◆ **Your instructions**: The answer should consist solely of the lines from the first one below through the line containing "copy matches it.", copied exactly.

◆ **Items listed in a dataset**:
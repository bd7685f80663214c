// Adapters layer: concrete template fetchers behind the `TemplateFetcher` port.

pub mod local_dir;
pub mod remote_archive;

pub use local_dir::LocalDirFetcher;
pub use remote_archive::RemoteArchiveFetcher;
use crate::utils::error::{Result, ScaffoldError};
use std::fs;
use std::io;
use std::path::Path;
use std::sync::atomic::{AtomicBool, Ordering};
use walkdir::WalkDir;

/// Directory names that belong to a version-control system's internals.
pub const VCS_DIRS: &[&str] = &[".git", ".hg", ".svn"];

/// File and byte totals of a copied or inspected tree.
#[derive(Debug, Clone, Copy, Default, PartialEq, Eq)]
pub struct TreeSummary {
    pub files: usize,
    pub bytes: u64,
}

pub fn is_empty_dir(path: &Path) -> Result<bool> {
    let mut entries = fs::read_dir(path).map_err(ScaffoldError::io_at(path))?;
    Ok(entries.next().is_none())
}

/// Moves `from` to `to` by rename.
///
/// Falls back to copy, verify and delete only when the rename crosses a
/// filesystem boundary. The source is removed only after the copy matches it.
pub fn move_path(from: &Path, to: &Path) -> Result<()> {
    match fs::rename(from, to) {
        Ok(()) => Ok(()),
        Err(e) if e.kind() == io::ErrorKind::CrossesDevices => {
            tracing::debug!(
                "Rename {} -> {} crosses filesystems, copying instead",
                from.display(),
                to.display()
            );
            copy_verify_remove(from, to).map(|_| ())
        }
        Err(e) => Err(ScaffoldError::io_at(from)(e)),
    }
}

/// Copies `from` to `to`, checks the copy against the source's totals and only
/// then deletes the source. On a mismatch the source is left in place.
pub(crate) fn copy_verify_remove(from: &Path, to: &Path) -> Result<TreeSummary> {
    let copied = copy_tree(from, to, &[])?;
    let landed = summarize_tree(to, &[])?;
    if copied != landed {
        return Err(ScaffoldError::io_at(to)(io::Error::other(format!(
            "copy incomplete: expected {} files/{} bytes, found {} files/{} bytes",
            copied.files, copied.bytes, landed.files, landed.bytes
        ))));
    }
    if from.is_dir() {
        fs::remove_dir_all(from).map_err(ScaffoldError::io_at(from))?;
    } else {
        fs::remove_file(from).map_err(ScaffoldError::io_at(from))?;
    }
    Ok(landed)
}

/// Recursively copies `from` into `to`, skipping any directory named in `skip`.
pub fn copy_tree(from: &Path, to: &Path, skip: &[&str]) -> Result<TreeSummary> {
    copy_tree_until(from, to, skip, &AtomicBool::new(false))
}

/// Like [`copy_tree`], but gives up with `Interrupted` once `stop` is raised.
pub fn copy_tree_until(
    from: &Path,
    to: &Path,
    skip: &[&str],
    stop: &AtomicBool,
) -> Result<TreeSummary> {
    let mut summary = TreeSummary::default();

    if from.is_file() {
        if let Some(parent) = to.parent() {
            fs::create_dir_all(parent).map_err(ScaffoldError::io_at(parent))?;
        }
        summary.bytes = fs::copy(from, to).map_err(ScaffoldError::io_at(from))?;
        summary.files = 1;
        return Ok(summary);
    }

    let walker = WalkDir::new(from)
        .into_iter()
        .filter_entry(|e| e.depth() == 0 || !is_skipped(e, skip));

    for entry in walker {
        if stop.load(Ordering::SeqCst) {
            return Err(ScaffoldError::io_at(to)(io::Error::new(
                io::ErrorKind::Interrupted,
                "copy stopped before completion",
            )));
        }
        let entry = entry.map_err(|e| walk_error(from, e))?;
        let relative = entry
            .path()
            .strip_prefix(from)
            .map_err(|e| ScaffoldError::io_at(entry.path())(io::Error::other(e)))?;
        let dest = to.join(relative);
        let file_type = entry.file_type();

        if file_type.is_dir() {
            fs::create_dir_all(&dest).map_err(ScaffoldError::io_at(&dest))?;
        } else if file_type.is_file() {
            summary.bytes += fs::copy(entry.path(), &dest).map_err(ScaffoldError::io_at(&dest))?;
            summary.files += 1;
        } else if file_type.is_symlink() {
            copy_symlink(entry.path(), &dest)?;
        }
    }

    Ok(summary)
}

/// Counts regular files and their total size under `root`.
pub fn summarize_tree(root: &Path, skip: &[&str]) -> Result<TreeSummary> {
    let mut summary = TreeSummary::default();
    let walker = WalkDir::new(root)
        .into_iter()
        .filter_entry(|e| e.depth() == 0 || !is_skipped(e, skip));

    for entry in walker {
        let entry = entry.map_err(|e| walk_error(root, e))?;
        if entry.file_type().is_file() {
            let metadata = entry
                .metadata()
                .map_err(|e| walk_error(entry.path(), e))?;
            summary.files += 1;
            summary.bytes += metadata.len();
        }
    }

    Ok(summary)
}

fn is_skipped(entry: &walkdir::DirEntry, skip: &[&str]) -> bool {
    entry.file_type().is_dir()
        && entry
            .file_name()
            .to_str()
            .is_some_and(|name| skip.contains(&name))
}

pub(crate) fn walk_error(root: &Path, err: walkdir::Error) -> ScaffoldError {
    let path = err.path().unwrap_or(root).to_path_buf();
    let source = err
        .into_io_error()
        .unwrap_or_else(|| io::Error::other("filesystem loop detected"));
    ScaffoldError::Io { path, source }
}

#[cfg(unix)]
fn copy_symlink(from: &Path, to: &Path) -> Result<()> {
    let target = fs::read_link(from).map_err(ScaffoldError::io_at(from))?;
    std::os::unix::fs::symlink(target, to).map_err(ScaffoldError::io_at(to))
}

#[cfg(not(unix))]
fn copy_symlink(from: &Path, _to: &Path) -> Result<()> {
    tracing::warn!("Skipping symbolic link {}", from.display());
    Ok(())
}
use crate::domain::model::{PackageId, TemplateKind, DEFAULT_PLACEHOLDER};
use crate::utils::error::Result;
use crate::utils::validation::{validate_non_empty_string, validate_positive_number, Validate};
use clap::Parser;
use std::path::PathBuf;

#[derive(Debug, Clone, Parser)]
#[command(name = "create-boot-app", version)]
#[command(about = "Create a Spring Boot project from a remote boilerplate")]
#[command(after_help = "Only <PROJECT_NAME> is required, e.g.\n  create-boot-app my-spring-boot-app")]
pub struct CliConfig {
    /// Directory of the new project, relative to the current directory
    pub project_name: String,

    /// Package name of the generated sources
    #[arg(short, long, default_value = DEFAULT_PLACEHOLDER)]
    pub package: String,

    /// Boilerplate to start from
    #[arg(short = 't', long = "type", value_enum, default_value_t = TemplateKind::Gradle)]
    pub template_type: TemplateKind,

    /// TOML file overriding the template repository and layout
    #[arg(short, long)]
    pub config: Option<PathBuf>,

    /// Use a local checkout of the template repository instead of downloading it
    #[arg(long)]
    pub template_dir: Option<PathBuf>,

    /// Seconds to wait for the template download (overrides the config file)
    #[arg(long)]
    pub timeout: Option<u64>,

    /// Enable verbose output
    #[arg(short, long)]
    pub verbose: bool,

    /// Emit logs as JSON lines
    #[arg(long)]
    pub json_logs: bool,
}

impl Validate for CliConfig {
    fn validate(&self) -> Result<()> {
        validate_non_empty_string("project_name", &self.project_name)?;
        PackageId::parse(&self.package)?;
        if let Some(timeout) = self.timeout {
            validate_positive_number("timeout", timeout, 1)?;
        }
        Ok(())
    }
}

#[cfg(test)]
mod tests {
    use super::*;

    #[test]
    fn test_defaults() {
        let config = CliConfig::try_parse_from(["create-boot-app", "demo"]).unwrap();
        assert_eq!(config.project_name, "demo");
        assert_eq!(config.package, "wx.csba");
        assert_eq!(config.template_type, TemplateKind::Gradle);
        assert!(config.validate().is_ok());
    }

    #[test]
    fn test_options() {
        let config = CliConfig::try_parse_from([
            "create-boot-app",
            "demo",
            "-p",
            "com.acme.widget",
            "-t",
            "maven",
            "--timeout",
            "30",
        ])
        .unwrap();
        assert_eq!(config.package, "com.acme.widget");
        assert_eq!(config.template_type, TemplateKind::Maven);
        assert_eq!(config.timeout, Some(30));
    }

    #[test]
    fn test_missing_project_name_is_usage_error() {
        assert!(CliConfig::try_parse_from(["create-boot-app"]).is_err());
    }

    #[test]
    fn test_unknown_type_rejected() {
        assert!(CliConfig::try_parse_from(["create-boot-app", "demo", "-t", "ant"]).is_err());
    }

    #[test]
    fn test_validation() {
        let config =
            CliConfig::try_parse_from(["create-boot-app", "demo", "-p", "com..acme"]).unwrap();
        assert!(config.validate().is_err());

        let config =
            CliConfig::try_parse_from(["create-boot-app", "demo", "--timeout", "0"]).unwrap();
        assert!(config.validate().is_err());
    }
}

◆ **Result**:
repository bd7685f80663214c
// Adapters layer: concrete template fetchers behind the `TemplateFetcher` port.

pub mod local_dir;
pub mod remote_archive;

pub use local_dir::LocalDirFetcher;
pub use remote_archive::RemoteArchiveFetcher;
use crate::utils::error::{Result, ScaffoldError};
use std::fs;
use std::io;
use std::path::Path;
use std::sync::atomic::{AtomicBool, Ordering};
use walkdir::WalkDir;

/// Directory names that belong to a version-control system's internals.
pub const VCS_DIRS: &[&str] = &[".git", ".hg", ".svn"];

/// File and byte totals of a copied or inspected tree.
#[derive(Debug, Clone, Copy, Default, PartialEq, Eq)]
pub struct TreeSummary {
    pub files: usize,
    pub bytes: u64,
}

pub fn is_empty_dir(path: &Path) -> Result<bool> {
    let mut entries = fs::read_dir(path).map_err(ScaffoldError::io_at(path))?;
    Ok(entries.next().is_none())
}

/// Moves `from` to `to` by rename.
///
/// Falls back to copy, verify and delete only when the rename crosses a
/// filesystem boundary. The source is removed only after the copy matches it.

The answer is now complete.